*Exercise objective:* All that is needed is every line of the listing below that has "entries".

*Data for analysis:*

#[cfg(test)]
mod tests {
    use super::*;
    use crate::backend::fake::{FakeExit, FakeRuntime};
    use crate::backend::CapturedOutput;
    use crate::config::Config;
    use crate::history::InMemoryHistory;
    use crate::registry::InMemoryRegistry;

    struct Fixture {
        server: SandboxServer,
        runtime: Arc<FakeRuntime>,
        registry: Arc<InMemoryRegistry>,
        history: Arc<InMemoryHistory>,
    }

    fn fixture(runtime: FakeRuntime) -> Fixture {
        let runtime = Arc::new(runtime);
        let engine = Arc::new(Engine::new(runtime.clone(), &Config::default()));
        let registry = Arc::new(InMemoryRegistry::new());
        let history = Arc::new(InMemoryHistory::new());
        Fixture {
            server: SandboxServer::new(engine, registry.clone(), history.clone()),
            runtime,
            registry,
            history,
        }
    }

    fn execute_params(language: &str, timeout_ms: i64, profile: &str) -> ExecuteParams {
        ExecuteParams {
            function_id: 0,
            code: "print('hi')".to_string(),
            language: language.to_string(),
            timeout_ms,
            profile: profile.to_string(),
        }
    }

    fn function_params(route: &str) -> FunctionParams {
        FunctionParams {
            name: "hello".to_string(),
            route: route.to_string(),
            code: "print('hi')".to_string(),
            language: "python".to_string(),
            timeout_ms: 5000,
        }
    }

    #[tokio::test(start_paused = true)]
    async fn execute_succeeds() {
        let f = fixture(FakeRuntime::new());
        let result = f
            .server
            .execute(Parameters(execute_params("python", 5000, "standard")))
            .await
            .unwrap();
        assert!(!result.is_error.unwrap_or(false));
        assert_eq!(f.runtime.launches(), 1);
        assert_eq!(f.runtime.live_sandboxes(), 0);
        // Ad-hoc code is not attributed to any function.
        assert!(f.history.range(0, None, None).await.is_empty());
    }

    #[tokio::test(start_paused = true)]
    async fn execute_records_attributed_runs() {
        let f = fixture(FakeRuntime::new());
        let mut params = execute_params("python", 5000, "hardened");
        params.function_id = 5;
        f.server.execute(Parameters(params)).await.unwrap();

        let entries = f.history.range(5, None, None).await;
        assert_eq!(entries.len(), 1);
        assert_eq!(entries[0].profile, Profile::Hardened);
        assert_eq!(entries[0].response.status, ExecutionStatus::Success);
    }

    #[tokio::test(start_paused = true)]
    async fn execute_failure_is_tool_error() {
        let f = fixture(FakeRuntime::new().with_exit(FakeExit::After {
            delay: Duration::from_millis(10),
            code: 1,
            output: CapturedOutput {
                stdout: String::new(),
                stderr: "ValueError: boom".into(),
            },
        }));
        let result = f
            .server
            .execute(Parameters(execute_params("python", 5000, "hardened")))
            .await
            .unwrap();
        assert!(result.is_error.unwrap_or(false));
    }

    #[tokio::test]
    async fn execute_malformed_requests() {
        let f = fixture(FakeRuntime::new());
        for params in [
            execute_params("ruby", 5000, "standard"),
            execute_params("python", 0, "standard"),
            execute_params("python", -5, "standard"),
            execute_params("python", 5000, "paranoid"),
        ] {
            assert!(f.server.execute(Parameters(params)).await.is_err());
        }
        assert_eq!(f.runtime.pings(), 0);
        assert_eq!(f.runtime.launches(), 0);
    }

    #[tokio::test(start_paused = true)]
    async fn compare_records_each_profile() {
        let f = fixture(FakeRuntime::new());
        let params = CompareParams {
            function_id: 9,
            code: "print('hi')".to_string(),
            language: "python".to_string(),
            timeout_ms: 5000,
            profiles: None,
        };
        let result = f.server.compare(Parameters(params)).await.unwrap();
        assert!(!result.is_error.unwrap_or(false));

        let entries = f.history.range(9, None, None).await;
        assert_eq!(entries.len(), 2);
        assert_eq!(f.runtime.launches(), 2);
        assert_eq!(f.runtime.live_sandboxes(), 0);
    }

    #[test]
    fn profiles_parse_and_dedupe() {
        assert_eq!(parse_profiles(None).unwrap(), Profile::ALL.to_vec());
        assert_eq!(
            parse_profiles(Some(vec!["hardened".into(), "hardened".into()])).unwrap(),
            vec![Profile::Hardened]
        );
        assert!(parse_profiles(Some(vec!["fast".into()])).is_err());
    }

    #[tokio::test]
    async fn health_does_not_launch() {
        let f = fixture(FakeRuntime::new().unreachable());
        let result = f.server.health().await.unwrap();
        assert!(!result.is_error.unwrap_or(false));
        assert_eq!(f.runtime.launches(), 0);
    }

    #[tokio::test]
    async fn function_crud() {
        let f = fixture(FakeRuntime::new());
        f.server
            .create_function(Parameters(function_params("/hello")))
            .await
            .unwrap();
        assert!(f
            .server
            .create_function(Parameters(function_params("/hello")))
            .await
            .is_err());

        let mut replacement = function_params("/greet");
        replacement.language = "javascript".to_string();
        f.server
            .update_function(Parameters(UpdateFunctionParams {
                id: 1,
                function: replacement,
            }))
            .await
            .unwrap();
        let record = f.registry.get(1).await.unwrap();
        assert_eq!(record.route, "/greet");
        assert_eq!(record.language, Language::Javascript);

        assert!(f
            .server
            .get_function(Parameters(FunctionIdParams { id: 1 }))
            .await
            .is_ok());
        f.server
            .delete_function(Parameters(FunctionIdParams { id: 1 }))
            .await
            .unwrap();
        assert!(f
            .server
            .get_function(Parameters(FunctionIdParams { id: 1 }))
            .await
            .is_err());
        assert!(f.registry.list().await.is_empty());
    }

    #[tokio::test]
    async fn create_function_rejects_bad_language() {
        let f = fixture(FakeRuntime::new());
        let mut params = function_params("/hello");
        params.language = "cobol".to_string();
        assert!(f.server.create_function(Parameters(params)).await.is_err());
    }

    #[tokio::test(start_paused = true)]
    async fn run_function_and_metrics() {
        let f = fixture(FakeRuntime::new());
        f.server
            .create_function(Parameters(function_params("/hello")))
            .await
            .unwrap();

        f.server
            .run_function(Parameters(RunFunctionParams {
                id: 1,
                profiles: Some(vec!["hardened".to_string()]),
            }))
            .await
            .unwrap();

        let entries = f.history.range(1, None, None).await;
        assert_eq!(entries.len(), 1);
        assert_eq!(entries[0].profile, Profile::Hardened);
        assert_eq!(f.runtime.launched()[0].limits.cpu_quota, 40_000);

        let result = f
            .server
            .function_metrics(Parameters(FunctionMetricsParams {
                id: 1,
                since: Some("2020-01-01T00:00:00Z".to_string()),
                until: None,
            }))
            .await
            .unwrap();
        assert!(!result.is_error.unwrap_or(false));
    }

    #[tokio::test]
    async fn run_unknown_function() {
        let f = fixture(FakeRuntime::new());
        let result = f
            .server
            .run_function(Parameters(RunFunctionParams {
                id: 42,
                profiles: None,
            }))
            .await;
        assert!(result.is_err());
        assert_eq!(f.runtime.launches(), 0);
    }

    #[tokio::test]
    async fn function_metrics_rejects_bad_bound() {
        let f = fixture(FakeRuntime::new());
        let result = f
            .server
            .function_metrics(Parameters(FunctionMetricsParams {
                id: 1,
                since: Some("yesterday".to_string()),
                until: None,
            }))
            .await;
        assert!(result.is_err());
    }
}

*Answer section:*
        let entries = f.history.range(5, None, None).await;
        assert_eq!(entries.len(), 1);
        assert_eq!(entries[0].profile, Profile::Hardened);
        assert_eq!(entries[0].response.status, ExecutionStatus::Success);
        let entries = f.history.range(9, None, None).await;
        assert_eq!(entries.len(), 2);
        let entries = f.history.range(1, None, None).await;
        assert_eq!(entries.len(), 1);
        assert_eq!(entries[0].profile, Profile::Hardened);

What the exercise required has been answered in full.